Data section:
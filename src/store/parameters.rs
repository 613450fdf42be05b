//! Parameter and sample buffers, plus the partition load/write-back cycle.
//!
//! The store owns:
//!
//! - the full-dataset measurement matrix, per-voxel fixed parameters, and the
//!   single common-fixed-parameter block (loaded once, shared read-only)
//! - the full-dataset estimate and sample arrays that collaborators consume
//! - one set of padded working buffers, reused for every partition
//!
//! Solvers operate on an [`ActivePartition`] view over the working buffers;
//! write-back copies only the real (non-padding) voxels into the full arrays.

use std::path::{Path, PathBuf};

use crate::domain::RunConfig;
use crate::error::AppError;
use crate::io::samples::{partition_dir, write_sample_archives};
use crate::model::ModelDescriptor;
use crate::store::partition::PartitionLayout;

/// Borrowed view of the partition currently loaded into the working buffers.
///
/// `nvox` is the real voxel count; lanes `nvox..nvox_padded` are inert
/// placeholders that solvers compute but the store never writes back.
pub struct ActivePartition<'a> {
    pub nvox: usize,
    pub nvox_padded: usize,
    pub nmeas: usize,
    pub nparams: usize,
    pub nsamples: usize,
    pub fp_stride: usize,
    pub cfp_stride: usize,
    pub meas: &'a [f64],
    pub fp: &'a [f64],
    pub cfp: &'a [f64],
    pub params: &'a mut [f64],
    pub samples: &'a mut [f64],
}

/// Owns every buffer of the fitting run and the partition bookkeeping.
#[derive(Debug)]
pub struct ParameterStore {
    nparams: usize,
    nmeas: usize,
    nsamples: usize,
    fp_tsize: usize,
    cfp_tsize: usize,
    /// Which dataset part this process handles; names the output directory.
    part_id: usize,
    layout: PartitionLayout,

    measurements: Vec<f64>,
    fp: Vec<f64>,
    cfp: Vec<f64>,

    /// Point estimates for the whole dataset, voxel-major.
    estimates: Vec<f64>,
    /// Recorded samples for the whole dataset, `[voxel][sample][param]`.
    samples: Vec<f64>,

    // Working buffers for the active partition (padded lane count).
    part_meas: Vec<f64>,
    part_fp: Vec<f64>,
    part_params: Vec<f64>,
    part_samples: Vec<f64>,

    active: Option<usize>,
}

impl ParameterStore {
    /// Build the store from plain numeric buffers.
    ///
    /// `measurements` is voxel-major (`nvox * nmeas`), `fp` voxel-major
    /// (`nvox * fp_tsize`), `cfp` measurement-major (`nmeas * cfp_tsize`).
    /// `init_params` optionally seeds per-voxel initial estimates
    /// (`nvox * nparams`, e.g. from initialization volumes); otherwise the
    /// descriptor's default init vector is broadcast to every voxel.
    pub fn new(
        descriptor: &ModelDescriptor,
        config: &RunConfig,
        layout: PartitionLayout,
        measurements: Vec<f64>,
        nmeas: usize,
        fp: Vec<f64>,
        cfp: Vec<f64>,
        init_params: Option<Vec<f64>>,
    ) -> Result<Self, AppError> {
        let nvox = layout.nvox();
        let nparams = descriptor.nparams();
        if nmeas == 0 {
            return Err(AppError::data("Dataset has no measurements."));
        }
        if measurements.len() != nvox * nmeas {
            return Err(AppError::data(format!(
                "Measurement buffer has {} values, expected {} ({} voxels x {} measurements).",
                measurements.len(),
                nvox * nmeas,
                nvox,
                nmeas
            )));
        }
        if fp.len() != nvox * descriptor.fp_tsize() {
            return Err(AppError::data(format!(
                "Fixed-parameter buffer has {} values, expected {}.",
                fp.len(),
                nvox * descriptor.fp_tsize()
            )));
        }
        if cfp.len() != nmeas * descriptor.cfp_tsize() {
            return Err(AppError::data(format!(
                "Common-fixed-parameter buffer has {} values, expected {}.",
                cfp.len(),
                nmeas * descriptor.cfp_tsize()
            )));
        }
        let nsamples = config.nsamples();
        if nsamples == 0 {
            return Err(AppError::config(
                "njumps / sampleevery must yield at least one sample.",
            ));
        }
        if config.part_id >= config.nparts {
            return Err(AppError::config(format!(
                "Dataset part id {} out of range ({} parts).",
                config.part_id, config.nparts
            )));
        }

        let estimates = match init_params {
            Some(buf) => {
                if buf.len() != nvox * nparams {
                    return Err(AppError::data(format!(
                        "Initialization buffer has {} values, expected {}.",
                        buf.len(),
                        nvox * nparams
                    )));
                }
                buf
            }
            None => {
                let mut buf = vec![0.0; nvox * nparams];
                for chunk in buf.chunks_mut(nparams) {
                    chunk.copy_from_slice(descriptor.init());
                }
                buf
            }
        };

        let cap = layout.max_padded_size();
        Ok(Self {
            nparams,
            nmeas,
            nsamples,
            fp_tsize: descriptor.fp_tsize(),
            cfp_tsize: descriptor.cfp_tsize(),
            part_id: config.part_id,
            layout,
            measurements,
            fp,
            cfp,
            estimates,
            samples: vec![0.0; nvox * nsamples * nparams],
            part_meas: vec![0.0; cap * nmeas],
            part_fp: vec![0.0; cap * descriptor.fp_tsize()],
            part_params: vec![0.0; cap * nparams],
            part_samples: vec![0.0; cap * nsamples * nparams],
            active: None,
        })
    }

    pub fn layout(&self) -> &PartitionLayout {
        &self.layout
    }

    pub fn nsamples(&self) -> usize {
        self.nsamples
    }

    /// Full-dataset point estimates, voxel-major.
    pub fn estimates(&self) -> &[f64] {
        &self.estimates
    }

    /// Full-dataset samples, `[voxel][sample][param]`.
    pub fn samples(&self) -> &[f64] {
        &self.samples
    }

    /// Copy one partition's voxels into the working buffers. Padding lanes
    /// are zeroed; they take part in computation but never in write-back.
    pub fn load_partition(&mut self, part: usize) -> Result<(), AppError> {
        if part >= self.layout.npartitions() {
            return Err(AppError::data(format!(
                "Partition {part} out of range ({} partitions).",
                self.layout.npartitions()
            )));
        }
        let nvox = self.layout.partition_size(part);
        let padded = self.layout.padded_size(part);
        let offset = self.layout.offset(part);

        copy_rows(&self.measurements, &mut self.part_meas, offset, nvox, padded, self.nmeas);
        copy_rows(&self.fp, &mut self.part_fp, offset, nvox, padded, self.fp_tsize);
        copy_rows(&self.estimates, &mut self.part_params, offset, nvox, padded, self.nparams);
        self.part_samples[..padded * self.nsamples * self.nparams].fill(0.0);

        self.active = Some(part);
        Ok(())
    }

    /// Borrow the loaded partition for solver work.
    pub fn active_partition(&mut self) -> Result<ActivePartition<'_>, AppError> {
        let part = self.require_active()?;
        let nvox = self.layout.partition_size(part);
        let padded = self.layout.padded_size(part);
        Ok(ActivePartition {
            nvox,
            nvox_padded: padded,
            nmeas: self.nmeas,
            nparams: self.nparams,
            nsamples: self.nsamples,
            fp_stride: self.fp_tsize,
            cfp_stride: self.cfp_tsize,
            meas: &self.part_meas[..padded * self.nmeas],
            fp: &self.part_fp[..padded * self.fp_tsize],
            cfp: &self.cfp,
            params: &mut self.part_params[..padded * self.nparams],
            samples: &mut self.part_samples[..padded * self.nsamples * self.nparams],
        })
    }

    /// Copy the active partition's estimates back to their full-dataset
    /// positions (real voxels only).
    pub fn copy_params_back(&mut self) -> Result<(), AppError> {
        let part = self.require_active()?;
        let nvox = self.layout.partition_size(part);
        let offset = self.layout.offset(part);
        let width = self.nparams;
        self.estimates[offset * width..(offset + nvox) * width]
            .copy_from_slice(&self.part_params[..nvox * width]);
        Ok(())
    }

    /// Copy the active partition's samples back to their full-dataset
    /// positions (real voxels only).
    pub fn copy_samples_back(&mut self) -> Result<(), AppError> {
        let part = self.require_active()?;
        let nvox = self.layout.partition_size(part);
        let offset = self.layout.offset(part);
        let width = self.nsamples * self.nparams;
        self.samples[offset * width..(offset + nvox) * width]
            .copy_from_slice(&self.part_samples[..nvox * width]);
        Ok(())
    }

    /// Copy every voxel's point estimate into its single sample slot. Used
    /// when MCMC is skipped, so downstream consumers always read samples.
    pub fn copy_params_to_samples(&mut self) -> Result<(), AppError> {
        if self.nsamples != 1 {
            return Err(AppError::config(format!(
                "Point estimates map to a single sample slot, but nsamples = {}.",
                self.nsamples
            )));
        }
        self.samples.copy_from_slice(&self.estimates);
        Ok(())
    }

    /// Write one binary sample archive per estimated parameter into this
    /// dataset part's conventional directory under `base`
    /// (`<base>/part_<id>/Param_<k>_samples`).
    pub fn write_samples(&self, base: &Path) -> Result<Vec<PathBuf>, AppError> {
        write_sample_archives(
            &partition_dir(base, self.part_id),
            &self.samples,
            self.layout.nvox(),
            self.nsamples,
            self.nparams,
        )
    }

    fn require_active(&self) -> Result<usize, AppError> {
        self.active
            .ok_or_else(|| AppError::data("No partition loaded."))
    }
}

/// Copy `nvox` rows of `width` values starting at row `offset` into the
/// working buffer, zeroing the padding rows behind them.
fn copy_rows(
    full: &[f64],
    work: &mut [f64],
    offset: usize,
    nvox: usize,
    padded: usize,
    width: usize,
) {
    work[..nvox * width].copy_from_slice(&full[offset * width..(offset + nvox) * width]);
    work[nvox * width..padded * width].fill(0.0);
}

#[cfg(test)]
mod tests {
    use super::*;
    use crate::domain::{ModelSpec, RunConfig};
    use crate::model::{ExpDecay, ModelDescriptor};

    fn descriptor() -> ModelDescriptor {
        let spec = ModelSpec {
            nparams: 2,
            init: Some(vec![0.5, 1.5]),
            fp_sizes: vec![],
            cfp_sizes: vec![1],
            bounds: vec![],
            priors: vec![],
            frozen: vec![],
            grid: None,
        };
        ModelDescriptor::from_spec(&spec, &ExpDecay).unwrap()
    }

    fn store(nvox: usize, size_part: usize) -> ParameterStore {
        let d = descriptor();
        let config = RunConfig::default();
        let nmeas = 3;
        let measurements: Vec<f64> = (0..nvox * nmeas).map(|i| i as f64).collect();
        let cfp = vec![0.1, 0.2, 0.3];
        let layout = PartitionLayout::with_size_part(nvox, size_part).unwrap();
        ParameterStore::new(&d, &config, layout, measurements, nmeas, vec![], cfp, None).unwrap()
    }

    #[test]
    fn rejects_mismatched_measurement_buffer() {
        let d = descriptor();
        let config = RunConfig::default();
        let layout = PartitionLayout::new(10).unwrap();
        let err = ParameterStore::new(&d, &config, layout, vec![0.0; 7], 3, vec![], vec![0.0; 3], None)
            .unwrap_err();
        assert_eq!(err.exit_code(), 3);
    }

    #[test]
    fn estimates_seeded_from_descriptor_init() {
        let s = store(5, 4);
        assert_eq!(&s.estimates()[..2], &[0.5, 1.5]);
        assert_eq!(&s.estimates()[8..10], &[0.5, 1.5]);
    }

    #[test]
    fn load_and_write_back_round_trips_real_voxels_only() {
        let mut s = store(5, 4);
        // Second partition holds one real voxel padded to the lane width.
        s.load_partition(1).unwrap();
        {
            let ap = s.active_partition().unwrap();
            assert_eq!(ap.nvox, 1);
            assert_eq!(ap.nvox_padded, crate::store::VOXELS_BLOCK);
            // Scribble over every lane, padding included.
            for v in ap.params.iter_mut() {
                *v = 9.0;
            }
        }
        s.copy_params_back().unwrap();
        // Real voxel 4 updated, earlier voxels untouched.
        assert_eq!(&s.estimates()[8..10], &[9.0, 9.0]);
        assert_eq!(&s.estimates()[6..8], &[0.5, 1.5]);
        // Padding lanes were computed but never written anywhere.
        assert_eq!(s.estimates().len(), 5 * 2);
    }

    #[test]
    fn params_copy_into_single_sample_slot() {
        let mut s = store(3, 4);
        s.load_partition(0).unwrap();
        {
            let ap = s.active_partition().unwrap();
            for (i, v) in ap.params.iter_mut().enumerate() {
                *v = i as f64;
            }
        }
        s.copy_params_back().unwrap();
        s.copy_params_to_samples().unwrap();
        assert_eq!(s.samples(), s.estimates());
    }

    #[test]
    fn samples_land_in_the_configured_part_directory() {
        let d = descriptor();
        let config = RunConfig {
            part_id: 3,
            nparts: 4,
            ..RunConfig::default()
        };
        let layout = PartitionLayout::with_size_part(2, 4).unwrap();
        let s = ParameterStore::new(
            &d,
            &config,
            layout,
            (0..6).map(|i| i as f64).collect(),
            3,
            vec![],
            vec![0.1, 0.2, 0.3],
            None,
        )
        .unwrap();

        let base = std::env::temp_dir().join(format!("voxfit_store_{}", std::process::id()));
        let _ = std::fs::remove_dir_all(&base);
        let paths = s.write_samples(&base).unwrap();
        assert_eq!(paths.len(), 2);
        for path in &paths {
            assert!(path.starts_with(base.join("part_3")), "{}", path.display());
        }
        let _ = std::fs::remove_dir_all(&base);
    }

    #[test]
    fn part_id_outside_nparts_is_a_config_error() {
        let d = descriptor();
        let config = RunConfig {
            part_id: 2,
            nparts: 2,
            ..RunConfig::default()
        };
        let layout = PartitionLayout::new(4).unwrap();
        let err =
            ParameterStore::new(&d, &config, layout, vec![0.0; 12], 3, vec![], vec![0.0; 3], None)
                .unwrap_err();
        assert_eq!(err.exit_code(), 2);
    }

    #[test]
    fn meas_rows_follow_partition_offset() {
        let mut s = store(5, 4);
        s.load_partition(1).unwrap();
        let ap = s.active_partition().unwrap();
        // Voxel 4's measurements are 12, 13, 14 in the synthetic ramp.
        assert_eq!(&ap.meas[..3], &[12.0, 13.0, 14.0]);
        // Padding rows are zeroed.
        assert_eq!(&ap.meas[3..6], &[0.0, 0.0, 0.0]);
    }
}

Problem to solve:
Every line above with the string "npartitions" in it should be copied into the answer.

Output of the task:
        if part >= self.layout.npartitions() {
                self.layout.npartitions()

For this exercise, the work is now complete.